Все чаще начинает надоедать свойственный нам ползучий эмпиризм. Мы чаще всего описываем, рисуем, показываем, это хорошо, но наш текст выглядит беднее, чем мог бы быть. Надо меньше рассуждать в своих произведениях, а больше мыслить и пробуждать мысли у читателей.
Одни стремятся к изысканному письму и, с моей точки зрения, впадают в бессмысленность. Другие стремятся избавиться от проходных фраз и расхлестывают свой текст. В тексте образовываются изъяны, его корчит судорога, разрушается цельность впечатления. А глубины впечатления не достигают ни те, ни другие.
Какой же титанический труд, какая совершенная организация мышления, какая внутренняя свобода и убежденность необходимы, чтобы литература достигла большого художественного уровня!

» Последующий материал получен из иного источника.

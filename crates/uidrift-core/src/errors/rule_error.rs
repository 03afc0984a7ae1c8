//! Drift rule compilation errors.
//!
//! These are never fatal: the rule engine hands them to a warning callback
//! and keeps processing the remaining drifts.

use std::fmt;

use serde::{Deserialize, Serialize};

use super::error_code::{self, UidriftErrorCode};

/// The rule dimension a compile error belongs to.
#[derive(Debug, Clone, Copy, PartialEq, Eq, Hash, Serialize, Deserialize)]
#[serde(rename_all = "lowercase")]
pub enum RuleField {
    File,
    Component,
    Token,
    Value,
}

impl fmt::Display for RuleField {
    fn fmt(&self, f: &mut fmt::Formatter<'_>) -> fmt::Result {
        f.write_str(match self {
            Self::File => "file",
            Self::Component => "component",
            Self::Token => "token",
            Self::Value => "value",
        })
    }
}

/// A rule field whose pattern could not be compiled.
#[derive(Debug, Clone, PartialEq, Eq, thiserror::Error)]
pub enum RuleError {
    #[error("invalid regex in rule {rule_index} field '{field}' ('{pattern}'): {message}")]
    InvalidRegex {
        rule_index: usize,
        field: RuleField,
        pattern: String,
        message: String,
    },

    #[error("invalid glob in rule {rule_index} field '{field}' ('{pattern}'): {message}")]
    InvalidGlob {
        rule_index: usize,
        field: RuleField,
        pattern: String,
        message: String,
    },
}

impl RuleError {
    /// The offending rule's position in its rule list.
    pub fn rule_index(&self) -> usize {
        match self {
            Self::InvalidRegex { rule_index, .. } | Self::InvalidGlob { rule_index, .. } => {
                *rule_index
            }
        }
    }

    pub fn field(&self) -> RuleField {
        match self {
            Self::InvalidRegex { field, .. } | Self::InvalidGlob { field, .. } => *field,
        }
    }
}

impl UidriftErrorCode for RuleError {
    fn error_code(&self) -> &'static str {
        error_code::RULE_ERROR
    }
}
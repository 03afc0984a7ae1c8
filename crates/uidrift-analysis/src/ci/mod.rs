//! CI decision: exit code and the fixed-shape CI result.

pub mod exit_code;
pub mod result;

pub use exit_code::calculate_exit_code;
pub use result::{build_ci_result, build_ci_result_at, CiResult};
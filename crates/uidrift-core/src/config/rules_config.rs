//! Declarative drift rules as loaded from `[drift]` in `uidrift.toml`.
//!
//! ```toml
//! [[drift.ignore]]
//! type = "hardcoded-value"
//! file = "src/layouts/**"
//! reason = "layout primitives use raw spacing"
//!
//! [[drift.promote]]
//! type = "naming-inconsistency"
//! to = "warning"
//! ```

use serde::{Deserialize, Serialize};

use crate::models::{DriftType, Severity};

/// Predicate dimensions shared by every rule kind. Set dimensions are ANDed.
#[derive(Debug, Clone, Default, PartialEq, Eq, Serialize, Deserialize)]
#[serde(rename_all = "camelCase")]
pub struct RuleMatch {
    #[serde(rename = "type", default, skip_serializing_if = "Option::is_none")]
    pub drift_type: Option<DriftType>,
    /// Glob matched against the drift location without its `:line` suffix.
    #[serde(default, skip_serializing_if = "Option::is_none")]
    pub file: Option<String>,
    /// Regex on the entity name of component drifts.
    #[serde(default, skip_serializing_if = "Option::is_none")]
    pub component: Option<String>,
    /// Regex on the entity name of token drifts.
    #[serde(default, skip_serializing_if = "Option::is_none")]
    pub token: Option<String>,
    /// Exact string or regex on `details.actual`.
    #[serde(default, skip_serializing_if = "Option::is_none")]
    pub value: Option<String>,
    #[serde(default, skip_serializing_if = "Option::is_none")]
    pub severity: Option<Severity>,
}

impl RuleMatch {
    /// A rule without any dimension matches nothing.
    pub fn is_empty(&self) -> bool {
        self.drift_type.is_none()
            && self.file.is_none()
            && self.component.is_none()
            && self.token.is_none()
            && self.value.is_none()
            && self.severity.is_none()
    }
}

/// Removes matching drifts.
#[derive(Debug, Clone, Default, PartialEq, Eq, Serialize, Deserialize)]
pub struct DriftRule {
    #[serde(flatten)]
    pub matcher: RuleMatch,
    #[serde(default, skip_serializing_if = "Option::is_none")]
    pub reason: Option<String>,
}

/// Re-grades matching drifts to `to`; first matching rule wins.
#[derive(Debug, Clone, PartialEq, Eq, Serialize, Deserialize)]
pub struct PromoteRule {
    #[serde(flatten)]
    pub matcher: RuleMatch,
    pub to: Severity,
    #[serde(default, skip_serializing_if = "Option::is_none")]
    pub reason: Option<String>,
}

/// Forces matching drifts to critical.
#[derive(Debug, Clone, Default, PartialEq, Eq, Serialize, Deserialize)]
pub struct EnforceRule {
    #[serde(flatten)]
    pub matcher: RuleMatch,
    #[serde(default, skip_serializing_if = "Option::is_none")]
    pub reason: Option<String>,
}

/// Access to the predicate part of any rule kind.
pub trait HasRuleMatch {
    fn rule_match(&self) -> &RuleMatch;
}

impl HasRuleMatch for RuleMatch {
    fn rule_match(&self) -> &RuleMatch {
        self
    }
}

impl HasRuleMatch for DriftRule {
    fn rule_match(&self) -> &RuleMatch {
        &self.matcher
    }
}

impl HasRuleMatch for PromoteRule {
    fn rule_match(&self) -> &RuleMatch {
        &self.matcher
    }
}

impl HasRuleMatch for EnforceRule {
    fn rule_match(&self) -> &RuleMatch {
        &self.matcher
    }
}

#[derive(Debug, Clone, Default, PartialEq, Eq, Serialize, Deserialize)]
#[serde(default)]
pub struct DriftRulesConfig {
    pub ignore: Vec<DriftRule>,
    pub promote: Vec<PromoteRule>,
    pub enforce: Vec<EnforceRule>,
}

impl DriftRulesConfig {
    pub fn is_empty(&self) -> bool {
        self.ignore.is_empty() && self.promote.is_empty() && self.enforce.is_empty()
    }
}
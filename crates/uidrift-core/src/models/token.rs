//! Design tokens: named design values from token files or design tools.

use chrono::{DateTime, Utc};
use serde::{Deserialize, Serialize};

use super::identifiers::create_token_id;

#[derive(Debug, Clone, Copy, PartialEq, Eq, Hash, Serialize, Deserialize)]
#[serde(rename_all = "lowercase")]
pub enum TokenCategory {
    Color,
    Spacing,
    Typography,
    Shadow,
    Border,
    Radius,
    Other,
}

/// A token's resolved value. Tagged by `type` in JSON.
#[derive(Debug, Clone, PartialEq, Serialize, Deserialize)]
#[serde(tag = "type", rename_all = "lowercase", rename_all_fields = "camelCase")]
pub enum TokenValue {
    Color {
        hex: String,
    },
    Spacing {
        value: f64,
        unit: String,
    },
    Typography {
        font_family: String,
        font_size: f64,
        #[serde(default, skip_serializing_if = "Option::is_none")]
        font_weight: Option<u32>,
        #[serde(default, skip_serializing_if = "Option::is_none")]
        line_height: Option<f64>,
    },
    Raw {
        value: String,
    },
}

impl TokenValue {
    /// Value equality after normalisation.
    ///
    /// Colours compare case-insensitively with shorthand hex expanded;
    /// different variants never match.
    pub fn matches(&self, other: &TokenValue) -> bool {
        match (self, other) {
            (Self::Color { hex: a }, Self::Color { hex: b }) => {
                match (normalize_hex(a), normalize_hex(b)) {
                    (Some(a), Some(b)) => a == b,
                    _ => a.trim().eq_ignore_ascii_case(b.trim()),
                }
            }
            (
                Self::Spacing { value: va, unit: ua },
                Self::Spacing { value: vb, unit: ub },
            ) => (va - vb).abs() < f64::EPSILON && ua.trim().eq_ignore_ascii_case(ub.trim()),
            (
                Self::Typography {
                    font_family: fa,
                    font_size: sa,
                    font_weight: wa,
                    line_height: la,
                },
                Self::Typography {
                    font_family: fb,
                    font_size: sb,
                    font_weight: wb,
                    line_height: lb,
                },
            ) => fa.trim() == fb.trim() && sa == sb && wa == wb && la == lb,
            (Self::Raw { value: a }, Self::Raw { value: b }) => a.trim() == b.trim(),
            _ => false,
        }
    }

    /// Render the value as a single string for messages and drift details.
    pub fn display(&self) -> String {
        match self {
            Self::Color { hex } => hex.clone(),
            Self::Spacing { value, unit } => format!("{value}{unit}"),
            Self::Typography {
                font_family,
                font_size,
                font_weight,
                line_height,
            } => {
                let mut out = format!("{font_size}px {font_family}");
                if let Some(w) = font_weight {
                    out.push_str(&format!(" {w}"));
                }
                if let Some(lh) = line_height {
                    out.push_str(&format!(" / {lh}"));
                }
                out
            }
            Self::Raw { value } => value.clone(),
        }
    }
}

/// Normalise a hex colour to lowercase `#rrggbb` / `#rrggbbaa`.
///
/// Returns `None` when the input is not a 3, 4, 6 or 8 digit hex colour.
pub fn normalize_hex(input: &str) -> Option<String> {
    let digits = input.trim().trim_start_matches('#').to_ascii_lowercase();
    if !digits.chars().all(|c| c.is_ascii_hexdigit()) {
        return None;
    }
    match digits.len() {
        3 | 4 => Some(format!(
            "#{}",
            digits.chars().flat_map(|c| [c, c]).collect::<String>()
        )),
        6 | 8 => Some(format!("#{digits}")),
        _ => None,
    }
}

/// Where a token was defined. Tagged by `type` in JSON.
#[derive(Debug, Clone, PartialEq, Eq, Serialize, Deserialize)]
#[serde(tag = "type", rename_all = "lowercase", rename_all_fields = "camelCase")]
pub enum TokenSource {
    Json {
        path: String,
        #[serde(default, skip_serializing_if = "Option::is_none")]
        key: Option<String>,
    },
    Css {
        path: String,
        #[serde(default, skip_serializing_if = "Option::is_none")]
        line: Option<u32>,
    },
    Scss {
        path: String,
        #[serde(default, skip_serializing_if = "Option::is_none")]
        variable_name: Option<String>,
    },
    Tailwind {
        path: String,
    },
    Figma {
        file_key: String,
        #[serde(default, skip_serializing_if = "Option::is_none")]
        style_id: Option<String>,
    },
}

impl TokenSource {
    pub fn kind(&self) -> &'static str {
        match self {
            Self::Json { .. } => "json",
            Self::Css { .. } => "css",
            Self::Scss { .. } => "scss",
            Self::Tailwind { .. } => "tailwind",
            Self::Figma { .. } => "figma",
        }
    }

    pub fn locator(&self) -> String {
        match self {
            Self::Json { path, .. }
            | Self::Css { path, .. }
            | Self::Scss { path, .. }
            | Self::Tailwind { path } => path.clone(),
            Self::Figma { file_key, .. } => file_key.clone(),
        }
    }

    pub fn location(&self) -> String {
        match self {
            Self::Css {
                path,
                line: Some(line),
            } => format!("{path}:{line}"),
            Self::Figma { .. } => format!("figma:{}", self.locator()),
            _ => self.locator(),
        }
    }
}

#[derive(Debug, Clone, Default, PartialEq, Eq, Serialize, Deserialize)]
#[serde(rename_all = "camelCase", default)]
pub struct TokenMetadata {
    #[serde(skip_serializing_if = "Option::is_none")]
    pub description: Option<String>,
    pub deprecated: bool,
}

/// A named design value.
#[derive(Debug, Clone, PartialEq, Serialize, Deserialize)]
#[serde(rename_all = "camelCase")]
pub struct DesignToken {
    pub id: String,
    pub name: String,
    pub category: TokenCategory,
    pub value: TokenValue,
    pub source: TokenSource,
    #[serde(default)]
    pub aliases: Vec<String>,
    /// Ids of components using this token.
    #[serde(default)]
    pub used_by: Vec<String>,
    #[serde(default)]
    pub metadata: TokenMetadata,
    pub scanned_at: DateTime<Utc>,
}

impl DesignToken {
    /// Create a token with an id derived from its source and name.
    pub fn new(
        name: impl Into<String>,
        category: TokenCategory,
        value: TokenValue,
        source: TokenSource,
        scanned_at: DateTime<Utc>,
    ) -> Self {
        let name = name.into();
        Self {
            id: create_token_id(&source, &name),
            name,
            category,
            value,
            source,
            aliases: Vec::new(),
            used_by: Vec::new(),
            metadata: TokenMetadata::default(),
            scanned_at,
        }
    }
}

#[cfg(test)]
mod tests {
    use super::*;

    #[test]
    fn hex_shorthand_expands() {
        assert_eq!(normalize_hex("#FFF").as_deref(), Some("#ffffff"));
        assert_eq!(normalize_hex("3b82f6").as_deref(), Some("#3b82f6"));
        assert_eq!(normalize_hex("#12345"), None);
        assert_eq!(normalize_hex("red"), None);
    }

    #[test]
    fn color_values_match_case_insensitively() {
        let a = TokenValue::Color { hex: "#FFF".into() };
        let b = TokenValue::Color { hex: "#ffffff".into() };
        assert!(a.matches(&b));
        assert!(!a.matches(&TokenValue::Raw { value: "#fff".into() }));
    }

    #[test]
    fn spacing_requires_same_unit() {
        let px = TokenValue::Spacing { value: 16.0, unit: "px".into() };
        let rem = TokenValue::Spacing { value: 16.0, unit: "rem".into() };
        assert!(!px.matches(&rem));
        assert_eq!(px.display(), "16px");
    }
}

Нам говорят, что мы запуганы формализмом. Это неверно. Ребенка в детстве пугают букой. Потом он вырастает и узнает, что буки нет. Так и с формализмом. Мы выросли и попросту убедились в том, что внешне привлекательный формализм оказался совершенно беспомощным, когда потребовалось создавать такую литературу.
Вероятно, в литературе следовало бы произвести разделение труда. Части литераторов следовало бы заниматься научно-исследовательской работой, изобретать. Другой части следовало бы реализовывать эти изобретения на практике. Та и другая роль почетна по-своему. Антагонизма между этими группами литераторов не должно было бы быть, если бы каждая группа ясно понимала собственные и чужие задачи.
Не пишет тот, у кого нет руководящей идеи. Но и тот не пишет, у кого руководящая идея надумана, фальсифицирована, двулична.
Интересно подумать над вопросом: стоит ли призывать писателя изучать жизнь, если он может увидеть в ней довольно мрачные картины?
В сущности, мрачность картины зависит не столько от точки зрения, сколько от добросовестности писателя и степени проникновения в глубину явлений.
У некоторых наших литераторов, а особенно у редакторов, у которых «плохой слух» на слово, слишком велико стремление показать, как добро побеждает зло и как добродетель торжествует. Отсюда и идет лакировка действительности.
Вот пример: деревянный костыль у инвалида ретивый редактор А. К. требовал заменить алюминиевым, якобы такой выглядит более современным.
Когда мало пишешь и, следовательно, мало или неорганизованно думаешь, мозг теряет гибкость, силу, становится ленивым, бездеятельным, скудеет память, воображение. Приходится делать неимоверные усилия, чтобы преодолеть леность ума, даже когда нужно написать простейшее письмо.